**Work order**
Your answer should hold every line of the records below that contains the string "Shared".

**Given data**
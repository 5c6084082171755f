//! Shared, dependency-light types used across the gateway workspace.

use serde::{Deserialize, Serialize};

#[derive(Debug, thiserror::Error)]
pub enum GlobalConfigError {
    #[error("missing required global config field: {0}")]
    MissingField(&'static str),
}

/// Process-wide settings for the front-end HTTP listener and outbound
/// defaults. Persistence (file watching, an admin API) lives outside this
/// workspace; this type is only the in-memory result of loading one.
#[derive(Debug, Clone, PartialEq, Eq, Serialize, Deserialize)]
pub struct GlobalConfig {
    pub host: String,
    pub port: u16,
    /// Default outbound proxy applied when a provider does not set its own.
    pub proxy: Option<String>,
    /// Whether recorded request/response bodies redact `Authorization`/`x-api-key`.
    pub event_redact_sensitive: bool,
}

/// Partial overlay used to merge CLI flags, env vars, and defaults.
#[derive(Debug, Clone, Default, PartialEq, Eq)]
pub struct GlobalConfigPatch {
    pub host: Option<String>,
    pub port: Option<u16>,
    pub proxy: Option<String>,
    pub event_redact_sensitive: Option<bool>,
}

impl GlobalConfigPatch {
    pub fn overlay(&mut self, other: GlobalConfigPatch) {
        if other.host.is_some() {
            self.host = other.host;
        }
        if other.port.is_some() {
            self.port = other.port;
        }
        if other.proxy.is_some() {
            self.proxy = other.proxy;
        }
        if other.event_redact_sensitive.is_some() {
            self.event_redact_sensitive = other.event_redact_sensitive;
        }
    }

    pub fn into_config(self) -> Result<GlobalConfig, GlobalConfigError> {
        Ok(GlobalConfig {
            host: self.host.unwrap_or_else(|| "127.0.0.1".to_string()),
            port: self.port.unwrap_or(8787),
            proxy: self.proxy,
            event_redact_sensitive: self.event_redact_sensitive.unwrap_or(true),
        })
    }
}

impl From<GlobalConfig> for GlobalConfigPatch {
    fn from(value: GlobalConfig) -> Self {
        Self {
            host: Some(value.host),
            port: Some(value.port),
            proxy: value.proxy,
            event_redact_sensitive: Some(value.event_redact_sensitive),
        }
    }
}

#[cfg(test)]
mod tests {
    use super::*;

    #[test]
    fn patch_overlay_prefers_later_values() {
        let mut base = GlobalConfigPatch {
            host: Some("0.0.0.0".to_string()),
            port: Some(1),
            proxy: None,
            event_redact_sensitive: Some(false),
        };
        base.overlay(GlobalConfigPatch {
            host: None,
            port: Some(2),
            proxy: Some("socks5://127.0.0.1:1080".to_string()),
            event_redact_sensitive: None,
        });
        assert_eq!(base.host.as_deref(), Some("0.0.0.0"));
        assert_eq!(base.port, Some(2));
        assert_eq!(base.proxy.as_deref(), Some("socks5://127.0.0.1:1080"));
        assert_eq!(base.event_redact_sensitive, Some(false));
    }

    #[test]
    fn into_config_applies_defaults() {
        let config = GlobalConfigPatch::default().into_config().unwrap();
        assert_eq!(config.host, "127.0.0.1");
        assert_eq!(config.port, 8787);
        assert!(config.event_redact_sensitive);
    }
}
---
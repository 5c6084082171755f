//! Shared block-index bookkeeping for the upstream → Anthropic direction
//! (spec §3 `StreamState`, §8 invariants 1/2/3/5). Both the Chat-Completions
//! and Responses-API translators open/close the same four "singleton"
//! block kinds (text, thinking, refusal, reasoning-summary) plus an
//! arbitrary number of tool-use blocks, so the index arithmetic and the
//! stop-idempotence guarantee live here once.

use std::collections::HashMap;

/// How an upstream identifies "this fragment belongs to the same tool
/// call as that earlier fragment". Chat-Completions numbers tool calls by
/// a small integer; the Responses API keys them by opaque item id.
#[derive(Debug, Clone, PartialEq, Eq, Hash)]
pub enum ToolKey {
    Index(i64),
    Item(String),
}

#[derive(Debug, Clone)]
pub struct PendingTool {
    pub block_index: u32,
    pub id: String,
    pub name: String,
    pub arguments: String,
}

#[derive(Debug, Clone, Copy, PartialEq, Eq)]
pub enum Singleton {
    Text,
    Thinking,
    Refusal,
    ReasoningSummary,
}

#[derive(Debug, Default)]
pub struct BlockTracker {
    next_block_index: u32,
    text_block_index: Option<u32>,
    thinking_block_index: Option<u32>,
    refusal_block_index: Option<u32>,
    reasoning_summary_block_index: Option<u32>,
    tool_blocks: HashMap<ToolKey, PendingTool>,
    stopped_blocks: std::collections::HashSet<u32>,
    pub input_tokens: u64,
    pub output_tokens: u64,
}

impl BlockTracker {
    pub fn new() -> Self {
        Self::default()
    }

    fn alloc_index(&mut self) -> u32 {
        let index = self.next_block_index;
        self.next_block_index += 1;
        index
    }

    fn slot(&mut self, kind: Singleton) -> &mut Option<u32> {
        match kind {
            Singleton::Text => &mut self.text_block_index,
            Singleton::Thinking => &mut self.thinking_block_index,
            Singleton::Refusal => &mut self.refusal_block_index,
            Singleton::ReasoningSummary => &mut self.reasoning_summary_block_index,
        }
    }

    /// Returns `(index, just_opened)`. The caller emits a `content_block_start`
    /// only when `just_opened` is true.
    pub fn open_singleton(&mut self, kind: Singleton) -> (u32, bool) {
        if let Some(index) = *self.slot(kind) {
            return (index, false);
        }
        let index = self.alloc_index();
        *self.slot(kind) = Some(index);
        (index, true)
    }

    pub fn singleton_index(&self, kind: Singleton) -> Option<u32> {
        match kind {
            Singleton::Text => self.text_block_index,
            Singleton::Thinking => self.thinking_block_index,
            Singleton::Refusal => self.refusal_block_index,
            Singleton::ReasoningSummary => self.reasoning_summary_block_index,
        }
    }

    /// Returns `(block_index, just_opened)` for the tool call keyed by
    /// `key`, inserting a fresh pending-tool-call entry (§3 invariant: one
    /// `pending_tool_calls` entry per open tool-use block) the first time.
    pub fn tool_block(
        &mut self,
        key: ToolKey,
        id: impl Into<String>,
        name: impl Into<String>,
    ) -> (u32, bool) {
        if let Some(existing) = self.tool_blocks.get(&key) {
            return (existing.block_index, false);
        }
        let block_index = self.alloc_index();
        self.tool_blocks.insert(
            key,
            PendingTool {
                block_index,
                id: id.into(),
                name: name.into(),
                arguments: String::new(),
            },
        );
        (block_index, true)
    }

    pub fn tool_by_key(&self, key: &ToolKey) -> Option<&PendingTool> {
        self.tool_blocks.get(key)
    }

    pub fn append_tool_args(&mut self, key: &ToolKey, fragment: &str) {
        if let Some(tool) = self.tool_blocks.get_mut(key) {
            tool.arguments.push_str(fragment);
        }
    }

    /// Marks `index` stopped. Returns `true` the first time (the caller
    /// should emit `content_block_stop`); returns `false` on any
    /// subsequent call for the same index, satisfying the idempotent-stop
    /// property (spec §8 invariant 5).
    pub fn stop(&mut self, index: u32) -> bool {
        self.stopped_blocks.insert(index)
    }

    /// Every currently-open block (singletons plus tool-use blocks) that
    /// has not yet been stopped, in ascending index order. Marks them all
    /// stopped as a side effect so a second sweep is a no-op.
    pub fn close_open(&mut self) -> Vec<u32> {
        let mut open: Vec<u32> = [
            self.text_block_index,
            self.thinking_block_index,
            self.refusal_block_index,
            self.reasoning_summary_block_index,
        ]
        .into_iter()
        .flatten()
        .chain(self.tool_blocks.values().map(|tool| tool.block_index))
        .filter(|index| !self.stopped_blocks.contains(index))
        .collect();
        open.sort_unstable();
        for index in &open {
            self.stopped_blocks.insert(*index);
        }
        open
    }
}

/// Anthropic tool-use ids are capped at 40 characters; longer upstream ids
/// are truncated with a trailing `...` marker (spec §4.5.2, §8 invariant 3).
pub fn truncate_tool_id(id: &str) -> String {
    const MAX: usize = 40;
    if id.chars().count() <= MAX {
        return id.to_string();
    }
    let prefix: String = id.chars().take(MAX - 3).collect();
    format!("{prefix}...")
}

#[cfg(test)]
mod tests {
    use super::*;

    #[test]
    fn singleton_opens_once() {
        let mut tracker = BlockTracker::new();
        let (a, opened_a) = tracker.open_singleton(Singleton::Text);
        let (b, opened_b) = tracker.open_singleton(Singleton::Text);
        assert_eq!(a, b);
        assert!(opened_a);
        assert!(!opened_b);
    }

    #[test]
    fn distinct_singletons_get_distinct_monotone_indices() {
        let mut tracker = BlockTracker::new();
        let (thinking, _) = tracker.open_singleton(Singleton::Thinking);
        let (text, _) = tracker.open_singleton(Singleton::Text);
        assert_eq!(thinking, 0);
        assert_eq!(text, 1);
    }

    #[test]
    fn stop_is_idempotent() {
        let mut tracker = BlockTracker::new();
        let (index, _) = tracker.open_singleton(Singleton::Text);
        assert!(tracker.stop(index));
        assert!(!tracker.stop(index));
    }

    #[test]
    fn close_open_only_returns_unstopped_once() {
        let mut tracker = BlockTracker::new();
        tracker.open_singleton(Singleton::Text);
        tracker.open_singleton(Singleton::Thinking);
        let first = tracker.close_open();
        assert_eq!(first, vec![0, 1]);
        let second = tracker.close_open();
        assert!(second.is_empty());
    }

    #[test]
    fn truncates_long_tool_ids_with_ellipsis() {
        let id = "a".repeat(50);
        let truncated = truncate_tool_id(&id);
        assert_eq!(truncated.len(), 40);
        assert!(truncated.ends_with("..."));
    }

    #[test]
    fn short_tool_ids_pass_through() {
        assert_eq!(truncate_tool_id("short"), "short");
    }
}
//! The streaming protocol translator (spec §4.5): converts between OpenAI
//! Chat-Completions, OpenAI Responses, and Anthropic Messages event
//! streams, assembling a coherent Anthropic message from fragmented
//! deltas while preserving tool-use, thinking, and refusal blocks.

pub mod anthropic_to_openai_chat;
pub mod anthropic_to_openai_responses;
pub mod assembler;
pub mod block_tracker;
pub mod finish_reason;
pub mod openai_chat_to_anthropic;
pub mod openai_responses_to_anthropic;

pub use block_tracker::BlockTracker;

**Output for this exercise**
//! Shared, dependency-light types used across the gateway workspace.
//! Shared block-index bookkeeping for the upstream → Anthropic direction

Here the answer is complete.